The most interesting man in the world, if he were a real person, might be David Anderson. Anderson grew up on a farm in Kansas. He later had a career in business in Washington, D.C. Today he is a welder, black-and-white-photographer, and primarily high-end coffee roaster. At Roastery of Cave Creek, also called ROC2, Anderson has been roasting coffee beans for 20 years.
He sources beans from plantations in Central America, South America, Africa, and Indonesia. Farmers and importers often send him samples. He roasts these in test batches as small as 3 ounces. If he likes the beans, he may place a large order for a 150-pound bag, 50 such bags, or 100.
Other times Anderson takes “origin trips” to the source. He seeks out the “better, more prominent farms.” When visiting more dangerous regions, Anderson has been assigned armed guards by plantation owners. The guards trail him as he scrutinizes the fields.
The beans Anderson sources are destined to be roasted at ROC2 in Cave Creek. Anderson has three main roasters. His most impressive roaster is a Kirsch + Mausser UG22 Retro, an elusive machine from Germany that, following his order, took more than half a year to build. “Roasting coffee is definitely a blend of art and science,” Anderson says. “Every coffee has a sweet spot.” He is as good at hitting that sweet spot as anybody in town.
ROC2 isn’t officially open to the public. If you want to drink coffee made from Anderson’s beans, you have to find the liquid goods around town. Given how widespread ROC2 coffee is, that isn’t too tall a task. Many of metro Phoenix’s landmark restaurants use ROC2 coffee, places like Chris Bianco’s restaurants, FnB, and Rancho Pinot. Anderson’s nitro cold brew is on tap at places like Whole Foods, new-age corporate offices, and even The Wandering Tortoise, a craft beer bar.
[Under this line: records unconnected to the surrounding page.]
//! URL helpers
//!
//! Builders for watch-page and asset URLs, plus the id-normalization regexes
//! used when callers hand in raw ids or full links.

use once_cell::sync::Lazy;
use regex::Regex;
use serde_json::Value;

use crate::error::{LivetubeError, Result};

/// Root of the public site
pub const YT_ROOT: &str = "https://www.youtube.com";

static VIDEO_ID_FROM_URL: Lazy<Regex> =
    Lazy::new(|| Regex::new(r"(?:v=|/)([0-9A-Za-z_-]{11})").expect("valid id regex"));

static VIDEO_ID: Lazy<Regex> =
    Lazy::new(|| Regex::new(r"^([0-9A-Za-z_-]{11})").expect("valid id regex"));

static CHANNEL_ID_FROM_URL: Lazy<Regex> =
    Lazy::new(|| Regex::new(r"(?:v=|/)(UC[\w-]{21}[AQgw])").expect("valid id regex"));

static CHANNEL_ID: Lazy<Regex> =
    Lazy::new(|| Regex::new(r"^(UC[\w-]{21}[AQgw])").expect("valid id regex"));

static REDIRECT_TARGET: Lazy<Regex> = Lazy::new(|| {
    Regex::new(r"https://www\.youtube\.com/redirect\?[\w+_&=]+&q=(.+)").expect("valid redirect regex")
});

/// Builds the watch page URL for a video id
pub fn watch_url(video_id: &str) -> String {
    format!("{YT_ROOT}/watch?v={video_id}")
}

/// Builds the short-link URL for a video id
pub fn short_url(video_id: &str) -> String {
    format!("https://youtu.be/{video_id}")
}

/// Builds the community tab URL for a channel id
pub fn channel_community_url(channel_id: &str) -> String {
    format!("{YT_ROOT}/channel/{channel_id}/community")
}

/// Normalizes a video id from a raw id or any watch/short/embed URL
///
/// # Errors
/// Returns `InvalidId` when no 11-character id can be found
pub fn extract_video_id(input: &str) -> Result<String> {
    let pattern = if input.starts_with("http") {
        &VIDEO_ID_FROM_URL
    } else {
        &VIDEO_ID
    };
    pattern
        .captures(input)
        .map(|caps| caps[1].to_string())
        .ok_or_else(|| LivetubeError::InvalidId(input.to_string()))
}

/// Normalizes a channel id from a raw id or a channel URL
///
/// # Errors
/// Returns `InvalidId` when no `UC…` id can be found
pub fn extract_channel_id(input: &str) -> Result<String> {
    let pattern = if input.starts_with("http") {
        &CHANNEL_ID_FROM_URL
    } else {
        &CHANNEL_ID
    };
    pattern
        .captures(input)
        .map(|caps| caps[1].to_string())
        .ok_or_else(|| LivetubeError::InvalidId(input.to_string()))
}

/// Resolves the player JS asset URL from a player configuration object
///
/// The path lives under `PLAYER_JS_URL` in current pages and under
/// `assets.js` in older ones.
pub fn player_js_url(config: &Value) -> Option<String> {
    let path = config["PLAYER_JS_URL"]
        .as_str()
        .or_else(|| config["assets"]["js"].as_str())?;
    if path.starts_with("http") {
        Some(path.to_string())
    } else {
        Some(format!("{YT_ROOT}{path}"))
    }
}

/// Unwraps a `/redirect?...&q=` interstitial link to its target
///
/// Returns the input unchanged when it is not a redirect link.
pub fn unwrap_redirect(url: &str) -> String {
    if let Some(caps) = REDIRECT_TARGET.captures(url)
        && let Some(target) = caps.get(1)
    {
        return urlencoding::decode(target.as_str())
            .map(|decoded| decoded.into_owned())
            .unwrap_or_else(|_| target.as_str().to_string());
    }
    url.to_string()
}

#[cfg(test)]
mod tests {
    use super::*;
    use serde_json::json;

    #[test]
    fn test_watch_url() {
        assert_eq!(
            watch_url("dQw4w9WgXcQ"),
            "https://www.youtube.com/watch?v=dQw4w9WgXcQ"
        );
    }

    #[test]
    fn test_short_url() {
        assert_eq!(short_url("dQw4w9WgXcQ"), "https://youtu.be/dQw4w9WgXcQ");
    }

    #[test]
    fn test_extract_video_id_raw() {
        assert_eq!(extract_video_id("dQw4w9WgXcQ").unwrap(), "dQw4w9WgXcQ");
    }

    #[test]
    fn test_extract_video_id_from_watch_url() {
        let id = extract_video_id("https://www.youtube.com/watch?v=dQw4w9WgXcQ&t=10").unwrap();
        assert_eq!(id, "dQw4w9WgXcQ");
    }

    #[test]
    fn test_extract_video_id_from_short_url() {
        let id = extract_video_id("https://youtu.be/dQw4w9WgXcQ").unwrap();
        assert_eq!(id, "dQw4w9WgXcQ");
    }

    #[test]
    fn test_extract_video_id_invalid() {
        assert!(matches!(
            extract_video_id("short"),
            Err(LivetubeError::InvalidId(_))
        ));
    }

    #[test]
    fn test_extract_channel_id_raw() {
        let id = extract_channel_id("UCqm3BQLlJfvkTsX_hvm0UmA").unwrap();
        assert_eq!(id, "UCqm3BQLlJfvkTsX_hvm0UmA");
    }

    #[test]
    fn test_extract_channel_id_from_url() {
        let id =
            extract_channel_id("https://www.youtube.com/channel/UCqm3BQLlJfvkTsX_hvm0UmA").unwrap();
        assert_eq!(id, "UCqm3BQLlJfvkTsX_hvm0UmA");
    }

    #[test]
    fn test_extract_channel_id_invalid() {
        assert!(extract_channel_id("not-a-channel").is_err());
    }

    #[test]
    fn test_player_js_url_current_form() {
        let config = json!({"PLAYER_JS_URL": "/s/player/abc123/base.js"});
        assert_eq!(
            player_js_url(&config).unwrap(),
            "https://www.youtube.com/s/player/abc123/base.js"
        );
    }

    #[test]
    fn test_player_js_url_legacy_assets_form() {
        let config = json!({"assets": {"js": "/yts/jsbin/player/base.js"}});
        assert_eq!(
            player_js_url(&config).unwrap(),
            "https://www.youtube.com/yts/jsbin/player/base.js"
        );
    }

    #[test]
    fn test_player_js_url_missing() {
        assert_eq!(player_js_url(&json!({})), None);
    }

    #[test]
    fn test_unwrap_redirect() {
        let url = "https://www.youtube.com/redirect?event=live&q=https%3A%2F%2Fexample.com%2Fpage";
        assert_eq!(unwrap_redirect(url), "https://example.com/page");
    }

    #[test]
    fn test_unwrap_redirect_passthrough() {
        let url = "https://example.com/direct";
        assert_eq!(unwrap_redirect(url), url);
    }
}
To describe what coffee made from ROC2 beans tastes like is a futile task. Anderson roasts some beans light. He roasts some dark. He roasts some at 410 degrees, some at 420, some 450. Each bean batch has different positive attributes. He accentuates those attributes in different ways. ROC2 beans have enough range that Anderson will sit down with a pastry chef, discuss flavor profiles, and then roast to match them. ROC2’s nitro coffee is a great way to taste what the roastery can do.
Cold brew pours thickly from the tap. As it climbs in the glass, a thick froth builds on top. This froth resembles the head of a Guinness, and so does the froth's brilliant cascading down into the drink’s dark regions. The nitro is silky and creamy. It has a stout-like mouthfeel. There’s a slight sweetness, but not from anything other than roasted beans and water. The caffeine level is high. You'll be happily buzzing for hours.
Anderson pours nitro at his “tasting bar.” This sleek section of ROC2's roastery stands away from the roasters. Here, chefs and other industry peeps come to taste coffee. Anderson has a variety of gadgets out of Asimov to grind, brew, pull, and pour.
If you drive out to ROC2 to buy coffee, your first bag is free. You buy bags is on the honor system. Anderson stocks a case near the entrance with bags that vary in roast intensity and country of origin. You take what you need, leave money, and drive away.
ROC2 is officially closed to the public. But if you show up, check to see if Anderson and his team are roasting. On days they are, Anderson may invite you to chill at the tasting bar, soak up some brewed knowledge, and knock back a coffee or two.